- Born: 30 March 1969 (age 57) Hull, England
- Occupations: Paratrooper (formerly), author
- Known for: Attempting a continuous walk around the world on foot from Chile to England

= Karl Bushby =

English adventurer and paratrooper (born 1969)

Karl Bushby (born March 30, 1969) is an English walking adventurer, and author, who is attempting to be the first person in history to completely walk an unbroken path around the world. Bushby's trek is known as the Goliath Expedition. He started it in the southern tip of Chile in 1998 and is expected to return to England by September or October 2026.
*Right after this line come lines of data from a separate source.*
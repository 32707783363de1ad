//! Checks on the names a request asks to be certified for.

use super::{
    ConfigError, NameLocation, PolicyViolation, ValidationContext, ValidationError, Validator,
};
use crate::check::{domain_matches, network_contains, IpNetwork};
use crate::extract::{alternative_names, count_cn, require_single_cn};
use crate::fields::{SanEntry, SanType};
use serde::{Deserialize, Serialize};
use std::collections::BTreeMap;
use std::net::IpAddr;

/// Parse every network in `cidrs`, reporting the first malformed one.
fn preflight_networks(cidrs: &[String]) -> Result<(), ConfigError> {
    for cidr in cidrs {
        cidr.parse::<IpNetwork>()?;
    }
    Ok(())
}

fn check_domain(name: &str, allowed_domains: &[String]) -> Result<(), PolicyViolation> {
    if domain_matches(name, allowed_domains) {
        Ok(())
    } else {
        Err(PolicyViolation::DomainNotAllowed {
            name: name.to_string(),
        })
    }
}

fn check_network(address: &str, allowed_networks: &[String]) -> Result<(), ValidationError> {
    if network_contains(address, allowed_networks)? {
        Ok(())
    } else {
        Err(PolicyViolation::NetworkNotAllowed {
            address: address.to_string(),
        }
        .into())
    }
}

/// RFC 5280 Section 4.2.1.6: the subject must be usable.
///
/// At most one CN is allowed, and a request without a CN must carry a
/// subjectAltName extension. A CN that parses as an IP address is checked
/// against `allowed_networks` and never against `allowed_domains`; any
/// other CN must match `allowed_domains`.
#[derive(Debug, Clone, Default, PartialEq, Eq, Serialize, Deserialize)]
#[serde(default, deny_unknown_fields)]
pub struct CommonNameCheck {
    pub allowed_domains: Vec<String>,
    pub allowed_networks: Vec<String>,
}

impl Validator for CommonNameCheck {
    fn name(&self) -> &'static str {
        "common_name"
    }

    fn validate(&self, ctx: &ValidationContext<'_>) -> Result<(), ValidationError> {
        let csr = ctx.csr;
        match count_cn(csr) {
            0 if csr.has_subject_alt_name() => return Ok(()),
            0 => return Err(PolicyViolation::NoSubjectIdentity.into()),
            1 => {}
            _ => return Err(PolicyViolation::TooManyCommonNames.into()),
        }

        let cn = require_single_cn(csr)?;
        if cn.parse::<IpAddr>().is_ok() {
            check_network(cn, &self.allowed_networks)
        } else {
            check_domain(cn, &self.allowed_domains).map_err(Into::into)
        }
    }

    fn preflight(&self) -> Result<(), ConfigError> {
        preflight_networks(&self.allowed_networks)
    }
}

/// Every DNS subjectAltName must be within `allowed_domains`.
///
/// Entries of other types are skipped unless `reject_other_types` is set.
#[derive(Debug, Clone, Default, PartialEq, Eq, Serialize, Deserialize)]
#[serde(default, deny_unknown_fields)]
pub struct AlternativeNamesCheck {
    pub allowed_domains: Vec<String>,
    pub reject_other_types: bool,
}

impl Validator for AlternativeNamesCheck {
    fn name(&self) -> &'static str {
        "alternative_names"
    }

    fn validate(&self, ctx: &ValidationContext<'_>) -> Result<(), ValidationError> {
        for entry in alternative_names(ctx.csr, &[SanType::Dns], self.reject_other_types) {
            check_domain(entry?.value(), &self.allowed_domains)?;
        }
        Ok(())
    }
}

/// Every DNS subjectAltName must be within `allowed_domains` and every IP
/// subjectAltName within `allowed_networks`.
#[derive(Debug, Clone, Default, PartialEq, Eq, Serialize, Deserialize)]
#[serde(default, deny_unknown_fields)]
pub struct AlternativeNamesIpCheck {
    pub allowed_domains: Vec<String>,
    pub allowed_networks: Vec<String>,
    pub reject_other_types: bool,
}

impl Validator for AlternativeNamesIpCheck {
    fn name(&self) -> &'static str {
        "alternative_names_ip"
    }

    fn validate(&self, ctx: &ValidationContext<'_>) -> Result<(), ValidationError> {
        let wanted = [SanType::Dns, SanType::Ip];
        for entry in alternative_names(ctx.csr, &wanted, self.reject_other_types) {
            match entry? {
                SanEntry::Dns(name) => check_domain(name, &self.allowed_domains)?,
                SanEntry::Ip(address) => check_network(address, &self.allowed_networks)?,
                _ => {}
            }
        }
        Ok(())
    }

    fn preflight(&self) -> Result<(), ConfigError> {
        preflight_networks(&self.allowed_networks)
    }
}

/// Reject requests whose CN or DNS alternative names fall under a
/// blacklisted domain.
///
/// An empty blacklist accepts everything and raises a warning.
#[derive(Debug, Clone, Default, PartialEq, Eq, Serialize, Deserialize)]
#[serde(default, deny_unknown_fields)]
pub struct BlacklistNamesCheck {
    pub domains: Vec<String>,
}

impl Validator for BlacklistNamesCheck {
    fn name(&self) -> &'static str {
        "blacklist_names"
    }

    fn validate(&self, ctx: &ValidationContext<'_>) -> Result<(), ValidationError> {
        if self.domains.is_empty() {
            ctx.sink.warn(
                self.name(),
                "No domains were configured for the blacklist filter, \
                 consider disabling the step or providing a list",
            );
            return Ok(());
        }

        let csr = ctx.csr;
        if count_cn(csr) > 0 {
            let cn = require_single_cn(csr)?;
            if domain_matches(cn, &self.domains) {
                return Err(PolicyViolation::NameBlacklisted {
                    name: cn.to_string(),
                    location: NameLocation::CommonName,
                }
                .into());
            }
        }

        for entry in alternative_names(csr, &[SanType::Dns], false) {
            let name = entry?.value();
            if domain_matches(name, &self.domains) {
                return Err(PolicyViolation::NameBlacklisted {
                    name: name.to_string(),
                    location: NameLocation::AltName,
                }
                .into());
            }
        }
        Ok(())
    }
}

/// Server names of the form `<prefix>-<rest>` may only be requested by
/// members of the group mapped to `<prefix>`.
///
/// Names without a `-`, or whose first segment contains a `.` (a domain
/// label rather than a team prefix), are not constrained. Prefixes missing
/// from `group_prefixes` are not constrained either.
#[derive(Debug, Clone, Default, PartialEq, Eq, Serialize, Deserialize)]
#[serde(default, deny_unknown_fields)]
pub struct ServerGroupCheck {
    pub group_prefixes: BTreeMap<String, String>,
}

impl Validator for ServerGroupCheck {
    fn name(&self) -> &'static str {
        "server_group"
    }

    fn validate(&self, ctx: &ValidationContext<'_>) -> Result<(), ValidationError> {
        let cn = require_single_cn(ctx.csr)?;
        let Some((prefix, _)) = cn.split_once('-') else {
            return Ok(());
        };
        if prefix.contains('.') {
            return Ok(());
        }

        let Some(group) = self.group_prefixes.get(prefix) else {
            return Ok(());
        };
        let auth = ctx
            .auth
            .ok_or(ConfigError::MissingAuthResult { check: self.name() })?;
        if auth.is_member(group) {
            Ok(())
        } else {
            Err(PolicyViolation::GroupMismatch {
                prefix: prefix.to_string(),
            }
            .into())
        }
    }
}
==Early and personal life==
Bushby was born on March 30, 1969, in Hull, Yorkshire, England. The family lives in the Sutton Park area of Hull. He was bullied at school for severe dyslexia, diagnosed at 13 years old, later describing the experience as "hell", and finding solace in the outdoors through bird-watching near his home. Bushby attended a local comprehensive school and joined the British Army at the age of 16. Bushby served with the 3rd Battalion Parachute Regiment for 11 years. He originally intended to continue serving as a soldier for the first three years of his expedition, using his signing bonus to fund his expedition, and he initially received the Army's approval to do so. The Army canceled this offer at the last minute, forcing Bushby to raise money for the journey himself.

While serving as a soldier in Operation Banner in Northern Ireland in the early 1990s, Bushby met and married a woman from Belfast named Angela. They had one child, Adam, before divorcing in 1995. Since beginning the Goliath Expedition, Bushby has rarely seen his son, although Adam joined him briefly for part of his protest walk across the United States in 2014.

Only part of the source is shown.